====== EXTRACTED ENTRIES

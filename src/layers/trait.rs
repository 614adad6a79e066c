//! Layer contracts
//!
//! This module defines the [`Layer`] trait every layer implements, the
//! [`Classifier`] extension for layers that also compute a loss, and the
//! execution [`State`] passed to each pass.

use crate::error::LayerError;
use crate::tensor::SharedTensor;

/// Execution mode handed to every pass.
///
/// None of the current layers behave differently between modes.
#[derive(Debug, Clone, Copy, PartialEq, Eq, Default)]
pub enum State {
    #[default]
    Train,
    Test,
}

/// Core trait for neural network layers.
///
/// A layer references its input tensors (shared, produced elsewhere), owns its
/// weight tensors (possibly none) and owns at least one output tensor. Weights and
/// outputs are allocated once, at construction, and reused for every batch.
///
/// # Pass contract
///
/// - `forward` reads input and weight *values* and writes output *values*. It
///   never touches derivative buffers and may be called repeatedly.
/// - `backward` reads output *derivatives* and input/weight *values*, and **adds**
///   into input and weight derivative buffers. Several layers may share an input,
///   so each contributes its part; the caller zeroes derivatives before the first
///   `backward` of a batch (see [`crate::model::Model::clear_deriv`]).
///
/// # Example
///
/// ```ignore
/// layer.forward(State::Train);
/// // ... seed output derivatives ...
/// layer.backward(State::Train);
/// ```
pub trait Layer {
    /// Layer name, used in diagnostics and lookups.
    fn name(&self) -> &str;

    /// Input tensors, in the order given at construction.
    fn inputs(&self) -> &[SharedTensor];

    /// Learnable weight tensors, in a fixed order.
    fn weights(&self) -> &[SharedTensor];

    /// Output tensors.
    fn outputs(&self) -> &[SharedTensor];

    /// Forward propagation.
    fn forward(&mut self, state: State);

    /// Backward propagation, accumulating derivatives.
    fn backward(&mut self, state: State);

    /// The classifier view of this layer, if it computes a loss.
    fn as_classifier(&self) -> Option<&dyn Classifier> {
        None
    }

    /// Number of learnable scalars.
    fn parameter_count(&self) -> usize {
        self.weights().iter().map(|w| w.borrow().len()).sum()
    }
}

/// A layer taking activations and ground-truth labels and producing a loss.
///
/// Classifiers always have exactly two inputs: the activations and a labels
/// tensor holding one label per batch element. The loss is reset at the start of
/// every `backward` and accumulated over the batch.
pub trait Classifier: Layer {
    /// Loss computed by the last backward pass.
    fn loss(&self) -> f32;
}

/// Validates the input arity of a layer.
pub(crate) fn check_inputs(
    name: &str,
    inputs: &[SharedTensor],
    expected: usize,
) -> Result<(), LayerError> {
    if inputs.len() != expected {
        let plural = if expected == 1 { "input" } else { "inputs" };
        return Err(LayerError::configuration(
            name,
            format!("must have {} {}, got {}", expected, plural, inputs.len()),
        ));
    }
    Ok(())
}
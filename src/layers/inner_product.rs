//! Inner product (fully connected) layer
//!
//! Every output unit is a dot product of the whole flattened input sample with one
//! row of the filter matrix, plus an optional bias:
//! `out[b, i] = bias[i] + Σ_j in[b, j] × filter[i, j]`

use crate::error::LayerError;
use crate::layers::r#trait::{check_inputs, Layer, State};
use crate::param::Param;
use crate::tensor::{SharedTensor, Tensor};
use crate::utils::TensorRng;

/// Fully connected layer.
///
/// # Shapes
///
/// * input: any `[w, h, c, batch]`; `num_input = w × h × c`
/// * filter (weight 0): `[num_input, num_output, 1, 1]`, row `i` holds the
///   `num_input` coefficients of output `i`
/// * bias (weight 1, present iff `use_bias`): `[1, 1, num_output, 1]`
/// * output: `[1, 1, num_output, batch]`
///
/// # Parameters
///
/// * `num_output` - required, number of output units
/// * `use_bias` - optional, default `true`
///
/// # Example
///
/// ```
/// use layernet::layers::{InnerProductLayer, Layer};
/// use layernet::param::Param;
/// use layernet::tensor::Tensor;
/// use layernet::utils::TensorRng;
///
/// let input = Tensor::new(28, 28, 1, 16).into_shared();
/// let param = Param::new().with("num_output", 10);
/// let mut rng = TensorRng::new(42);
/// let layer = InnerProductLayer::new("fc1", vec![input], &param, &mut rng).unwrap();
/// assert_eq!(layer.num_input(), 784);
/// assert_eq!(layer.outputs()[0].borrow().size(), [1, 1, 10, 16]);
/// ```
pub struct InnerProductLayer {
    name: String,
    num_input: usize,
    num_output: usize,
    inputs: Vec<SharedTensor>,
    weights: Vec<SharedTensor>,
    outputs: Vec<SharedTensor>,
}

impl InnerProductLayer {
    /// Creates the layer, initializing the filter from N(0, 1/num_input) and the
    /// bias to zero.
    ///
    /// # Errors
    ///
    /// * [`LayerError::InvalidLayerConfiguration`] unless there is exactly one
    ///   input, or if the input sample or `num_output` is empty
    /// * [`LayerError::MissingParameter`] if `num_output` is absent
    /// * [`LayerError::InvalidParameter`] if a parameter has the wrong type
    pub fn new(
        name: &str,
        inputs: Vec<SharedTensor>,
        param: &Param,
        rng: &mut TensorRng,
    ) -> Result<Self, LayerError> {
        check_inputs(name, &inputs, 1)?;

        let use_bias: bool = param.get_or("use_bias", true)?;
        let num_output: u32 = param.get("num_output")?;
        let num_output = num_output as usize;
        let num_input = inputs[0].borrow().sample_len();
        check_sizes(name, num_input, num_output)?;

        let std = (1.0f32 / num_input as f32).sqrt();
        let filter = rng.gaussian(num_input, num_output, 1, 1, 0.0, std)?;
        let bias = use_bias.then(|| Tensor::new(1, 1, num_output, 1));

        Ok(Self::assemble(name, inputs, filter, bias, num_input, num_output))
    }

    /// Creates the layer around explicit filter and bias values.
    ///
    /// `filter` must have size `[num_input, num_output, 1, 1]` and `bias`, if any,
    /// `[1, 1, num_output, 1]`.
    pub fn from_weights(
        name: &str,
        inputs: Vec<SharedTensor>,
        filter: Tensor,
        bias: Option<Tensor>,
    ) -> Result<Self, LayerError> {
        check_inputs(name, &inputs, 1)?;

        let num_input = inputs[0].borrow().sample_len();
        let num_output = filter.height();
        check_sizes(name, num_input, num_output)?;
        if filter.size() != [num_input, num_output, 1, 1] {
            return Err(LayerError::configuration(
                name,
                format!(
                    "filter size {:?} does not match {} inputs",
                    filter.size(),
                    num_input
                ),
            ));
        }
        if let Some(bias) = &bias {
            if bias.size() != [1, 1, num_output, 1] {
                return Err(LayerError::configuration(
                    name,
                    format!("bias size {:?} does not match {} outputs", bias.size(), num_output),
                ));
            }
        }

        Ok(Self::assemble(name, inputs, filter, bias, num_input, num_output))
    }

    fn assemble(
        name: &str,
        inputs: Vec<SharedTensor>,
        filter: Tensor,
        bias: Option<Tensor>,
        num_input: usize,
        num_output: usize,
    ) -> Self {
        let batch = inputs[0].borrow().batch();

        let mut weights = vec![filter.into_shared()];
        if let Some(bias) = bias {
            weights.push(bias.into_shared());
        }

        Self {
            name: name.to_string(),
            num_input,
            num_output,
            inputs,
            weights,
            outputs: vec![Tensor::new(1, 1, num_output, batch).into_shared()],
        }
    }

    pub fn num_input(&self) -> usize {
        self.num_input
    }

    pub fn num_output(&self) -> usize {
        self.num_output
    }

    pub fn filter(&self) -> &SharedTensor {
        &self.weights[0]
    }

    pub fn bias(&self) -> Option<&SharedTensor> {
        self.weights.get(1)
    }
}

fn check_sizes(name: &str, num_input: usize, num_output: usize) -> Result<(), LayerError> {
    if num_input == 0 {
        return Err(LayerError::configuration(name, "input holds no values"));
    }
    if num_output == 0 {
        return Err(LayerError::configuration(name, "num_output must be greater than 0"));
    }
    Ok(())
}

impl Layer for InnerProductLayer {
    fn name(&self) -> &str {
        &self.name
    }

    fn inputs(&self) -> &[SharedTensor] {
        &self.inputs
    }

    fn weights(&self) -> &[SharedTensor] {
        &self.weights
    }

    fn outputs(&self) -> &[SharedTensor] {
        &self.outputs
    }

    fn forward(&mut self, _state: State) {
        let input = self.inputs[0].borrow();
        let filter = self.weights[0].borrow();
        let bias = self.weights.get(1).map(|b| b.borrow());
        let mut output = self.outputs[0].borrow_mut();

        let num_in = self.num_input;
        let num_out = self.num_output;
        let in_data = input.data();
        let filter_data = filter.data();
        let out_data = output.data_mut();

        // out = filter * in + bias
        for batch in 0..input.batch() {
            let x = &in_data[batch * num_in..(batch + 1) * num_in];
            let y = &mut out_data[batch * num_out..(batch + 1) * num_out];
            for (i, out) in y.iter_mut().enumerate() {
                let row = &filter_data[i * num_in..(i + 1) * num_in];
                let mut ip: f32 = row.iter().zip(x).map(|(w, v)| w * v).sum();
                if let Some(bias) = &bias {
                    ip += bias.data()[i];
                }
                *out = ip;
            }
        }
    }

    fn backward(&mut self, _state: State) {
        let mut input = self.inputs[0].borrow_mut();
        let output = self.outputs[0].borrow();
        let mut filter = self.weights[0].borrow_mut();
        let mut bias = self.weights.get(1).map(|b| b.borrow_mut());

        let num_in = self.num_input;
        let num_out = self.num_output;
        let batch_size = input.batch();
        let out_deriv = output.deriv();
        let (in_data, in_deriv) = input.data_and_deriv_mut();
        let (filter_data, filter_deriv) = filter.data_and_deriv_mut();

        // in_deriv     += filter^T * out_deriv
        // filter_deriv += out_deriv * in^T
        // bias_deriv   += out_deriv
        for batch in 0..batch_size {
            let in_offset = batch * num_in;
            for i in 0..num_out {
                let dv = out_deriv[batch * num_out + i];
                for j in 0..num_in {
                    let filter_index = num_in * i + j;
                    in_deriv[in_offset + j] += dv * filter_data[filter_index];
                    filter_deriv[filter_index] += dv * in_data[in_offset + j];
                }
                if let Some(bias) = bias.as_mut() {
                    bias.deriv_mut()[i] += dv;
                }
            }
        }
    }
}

============
====== EXTRACTED ENTRIES

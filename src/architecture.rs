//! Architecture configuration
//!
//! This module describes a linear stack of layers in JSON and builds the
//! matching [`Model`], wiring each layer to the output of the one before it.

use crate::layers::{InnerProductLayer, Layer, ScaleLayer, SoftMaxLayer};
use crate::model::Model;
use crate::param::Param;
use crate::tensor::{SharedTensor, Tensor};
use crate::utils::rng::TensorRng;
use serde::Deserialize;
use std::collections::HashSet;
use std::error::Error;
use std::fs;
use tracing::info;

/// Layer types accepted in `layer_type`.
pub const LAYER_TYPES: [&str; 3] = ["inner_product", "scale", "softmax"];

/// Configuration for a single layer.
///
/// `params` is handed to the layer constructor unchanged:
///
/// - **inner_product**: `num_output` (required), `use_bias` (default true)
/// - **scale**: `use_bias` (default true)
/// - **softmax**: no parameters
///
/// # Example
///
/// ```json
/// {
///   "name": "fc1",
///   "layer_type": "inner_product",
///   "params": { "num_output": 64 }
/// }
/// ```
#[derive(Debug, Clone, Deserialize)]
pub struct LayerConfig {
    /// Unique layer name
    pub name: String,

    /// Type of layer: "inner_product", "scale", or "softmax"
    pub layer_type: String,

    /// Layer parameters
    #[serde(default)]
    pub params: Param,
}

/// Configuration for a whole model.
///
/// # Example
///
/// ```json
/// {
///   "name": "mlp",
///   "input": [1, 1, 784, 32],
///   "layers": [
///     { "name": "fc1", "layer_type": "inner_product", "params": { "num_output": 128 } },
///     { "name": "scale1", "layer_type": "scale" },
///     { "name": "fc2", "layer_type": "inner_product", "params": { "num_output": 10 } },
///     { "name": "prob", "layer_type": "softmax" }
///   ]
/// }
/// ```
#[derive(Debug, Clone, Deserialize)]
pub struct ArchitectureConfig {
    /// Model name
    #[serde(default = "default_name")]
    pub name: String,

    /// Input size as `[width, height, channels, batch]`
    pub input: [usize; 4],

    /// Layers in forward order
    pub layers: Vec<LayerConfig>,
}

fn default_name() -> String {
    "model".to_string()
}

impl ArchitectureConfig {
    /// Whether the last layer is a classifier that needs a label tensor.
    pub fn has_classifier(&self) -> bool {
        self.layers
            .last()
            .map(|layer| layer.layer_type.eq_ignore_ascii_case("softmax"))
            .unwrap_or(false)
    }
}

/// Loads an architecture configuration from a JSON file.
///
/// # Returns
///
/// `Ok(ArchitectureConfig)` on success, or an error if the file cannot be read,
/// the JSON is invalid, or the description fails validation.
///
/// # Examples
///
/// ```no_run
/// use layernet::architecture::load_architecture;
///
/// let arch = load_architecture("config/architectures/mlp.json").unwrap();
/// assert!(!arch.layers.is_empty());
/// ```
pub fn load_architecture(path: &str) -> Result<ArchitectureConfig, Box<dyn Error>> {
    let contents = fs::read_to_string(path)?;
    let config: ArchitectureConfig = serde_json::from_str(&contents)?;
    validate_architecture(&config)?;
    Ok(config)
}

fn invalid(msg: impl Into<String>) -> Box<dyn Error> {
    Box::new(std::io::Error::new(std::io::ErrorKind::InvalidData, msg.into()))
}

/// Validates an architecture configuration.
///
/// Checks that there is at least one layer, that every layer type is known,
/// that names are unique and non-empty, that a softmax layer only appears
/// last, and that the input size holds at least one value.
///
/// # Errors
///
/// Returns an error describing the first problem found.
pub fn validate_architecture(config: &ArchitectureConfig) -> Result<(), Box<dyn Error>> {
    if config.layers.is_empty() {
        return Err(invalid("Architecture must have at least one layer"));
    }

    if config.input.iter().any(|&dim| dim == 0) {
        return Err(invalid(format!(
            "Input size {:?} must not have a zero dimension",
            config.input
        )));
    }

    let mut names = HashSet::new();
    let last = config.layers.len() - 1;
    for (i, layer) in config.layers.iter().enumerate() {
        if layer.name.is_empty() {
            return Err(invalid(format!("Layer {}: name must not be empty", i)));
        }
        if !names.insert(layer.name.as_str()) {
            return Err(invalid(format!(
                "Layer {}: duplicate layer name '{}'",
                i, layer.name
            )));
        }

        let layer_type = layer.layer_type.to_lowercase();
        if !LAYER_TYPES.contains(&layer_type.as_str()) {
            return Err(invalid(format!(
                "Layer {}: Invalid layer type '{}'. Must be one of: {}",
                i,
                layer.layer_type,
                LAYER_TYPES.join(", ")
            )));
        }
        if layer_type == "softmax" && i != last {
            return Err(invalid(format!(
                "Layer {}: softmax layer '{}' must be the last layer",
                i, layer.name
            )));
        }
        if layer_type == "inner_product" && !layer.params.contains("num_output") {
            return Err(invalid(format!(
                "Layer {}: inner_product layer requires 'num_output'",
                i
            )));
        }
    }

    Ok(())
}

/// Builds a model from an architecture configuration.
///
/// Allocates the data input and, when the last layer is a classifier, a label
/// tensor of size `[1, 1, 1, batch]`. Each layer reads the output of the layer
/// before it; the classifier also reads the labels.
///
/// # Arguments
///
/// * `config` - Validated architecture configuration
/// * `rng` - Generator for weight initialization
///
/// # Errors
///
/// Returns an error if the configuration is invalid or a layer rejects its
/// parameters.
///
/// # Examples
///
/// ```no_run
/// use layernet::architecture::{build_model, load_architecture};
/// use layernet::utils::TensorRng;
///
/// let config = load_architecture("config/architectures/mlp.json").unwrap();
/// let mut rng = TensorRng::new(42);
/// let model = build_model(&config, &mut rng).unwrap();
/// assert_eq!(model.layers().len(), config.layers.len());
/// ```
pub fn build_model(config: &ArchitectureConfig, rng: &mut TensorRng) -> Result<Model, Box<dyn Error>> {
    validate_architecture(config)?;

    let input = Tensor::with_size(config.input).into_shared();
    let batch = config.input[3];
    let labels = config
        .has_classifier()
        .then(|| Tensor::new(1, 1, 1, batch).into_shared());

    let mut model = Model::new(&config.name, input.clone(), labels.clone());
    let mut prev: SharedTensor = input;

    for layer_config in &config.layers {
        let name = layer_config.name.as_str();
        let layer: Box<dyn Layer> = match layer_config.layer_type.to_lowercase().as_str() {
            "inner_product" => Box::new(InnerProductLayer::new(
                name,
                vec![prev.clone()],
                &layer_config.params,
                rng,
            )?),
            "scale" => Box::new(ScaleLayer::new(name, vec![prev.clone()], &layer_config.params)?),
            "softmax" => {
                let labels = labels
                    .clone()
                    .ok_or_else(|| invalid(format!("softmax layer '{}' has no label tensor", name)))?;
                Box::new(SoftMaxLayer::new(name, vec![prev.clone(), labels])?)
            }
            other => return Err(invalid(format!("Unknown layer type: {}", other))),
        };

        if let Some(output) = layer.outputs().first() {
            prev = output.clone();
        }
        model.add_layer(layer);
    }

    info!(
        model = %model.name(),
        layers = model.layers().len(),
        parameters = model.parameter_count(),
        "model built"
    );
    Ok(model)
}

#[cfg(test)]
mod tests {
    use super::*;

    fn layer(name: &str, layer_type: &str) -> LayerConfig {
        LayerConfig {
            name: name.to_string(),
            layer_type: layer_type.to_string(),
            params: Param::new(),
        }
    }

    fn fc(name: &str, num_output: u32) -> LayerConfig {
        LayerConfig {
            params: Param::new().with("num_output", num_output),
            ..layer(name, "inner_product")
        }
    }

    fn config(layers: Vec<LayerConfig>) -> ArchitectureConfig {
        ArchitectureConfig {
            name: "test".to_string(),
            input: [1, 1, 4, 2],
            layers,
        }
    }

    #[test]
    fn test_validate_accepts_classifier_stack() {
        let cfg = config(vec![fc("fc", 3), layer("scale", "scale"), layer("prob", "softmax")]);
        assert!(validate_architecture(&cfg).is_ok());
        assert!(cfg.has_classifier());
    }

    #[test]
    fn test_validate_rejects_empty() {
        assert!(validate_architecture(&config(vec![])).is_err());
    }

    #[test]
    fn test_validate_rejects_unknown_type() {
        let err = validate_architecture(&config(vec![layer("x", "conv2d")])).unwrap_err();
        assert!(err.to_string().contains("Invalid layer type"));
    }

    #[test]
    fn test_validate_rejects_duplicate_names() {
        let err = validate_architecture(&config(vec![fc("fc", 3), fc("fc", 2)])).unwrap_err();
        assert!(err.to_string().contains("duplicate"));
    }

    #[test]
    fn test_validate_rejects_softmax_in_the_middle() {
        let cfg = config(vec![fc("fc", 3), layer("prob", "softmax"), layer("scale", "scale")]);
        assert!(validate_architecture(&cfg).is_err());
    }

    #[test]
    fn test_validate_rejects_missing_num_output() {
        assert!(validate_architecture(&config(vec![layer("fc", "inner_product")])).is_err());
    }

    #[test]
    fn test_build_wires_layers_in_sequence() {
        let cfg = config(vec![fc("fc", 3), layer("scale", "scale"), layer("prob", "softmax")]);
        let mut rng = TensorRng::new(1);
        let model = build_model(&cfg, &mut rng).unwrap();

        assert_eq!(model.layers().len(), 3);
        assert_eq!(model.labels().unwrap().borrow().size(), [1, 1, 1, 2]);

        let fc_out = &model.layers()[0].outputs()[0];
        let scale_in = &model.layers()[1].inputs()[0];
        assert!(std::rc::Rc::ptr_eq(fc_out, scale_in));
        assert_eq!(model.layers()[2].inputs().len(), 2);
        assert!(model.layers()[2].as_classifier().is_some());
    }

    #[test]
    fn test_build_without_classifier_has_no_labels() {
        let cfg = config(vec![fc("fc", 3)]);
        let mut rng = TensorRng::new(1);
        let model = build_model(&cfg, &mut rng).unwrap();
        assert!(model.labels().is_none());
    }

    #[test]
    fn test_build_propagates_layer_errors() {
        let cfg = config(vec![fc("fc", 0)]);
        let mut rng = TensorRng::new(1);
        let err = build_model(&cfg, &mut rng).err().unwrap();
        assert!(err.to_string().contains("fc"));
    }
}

============

WHAT THE TASK ASKS
Using the records above, copy every line that has the word "before" in it.

RESULT OF THIS TASK
///   so each contributes its part; the caller zeroes derivatives before the first
//! matching [`Model`], wiring each layer to the output of the one before it.
/// before it; the classifier also reads the labels.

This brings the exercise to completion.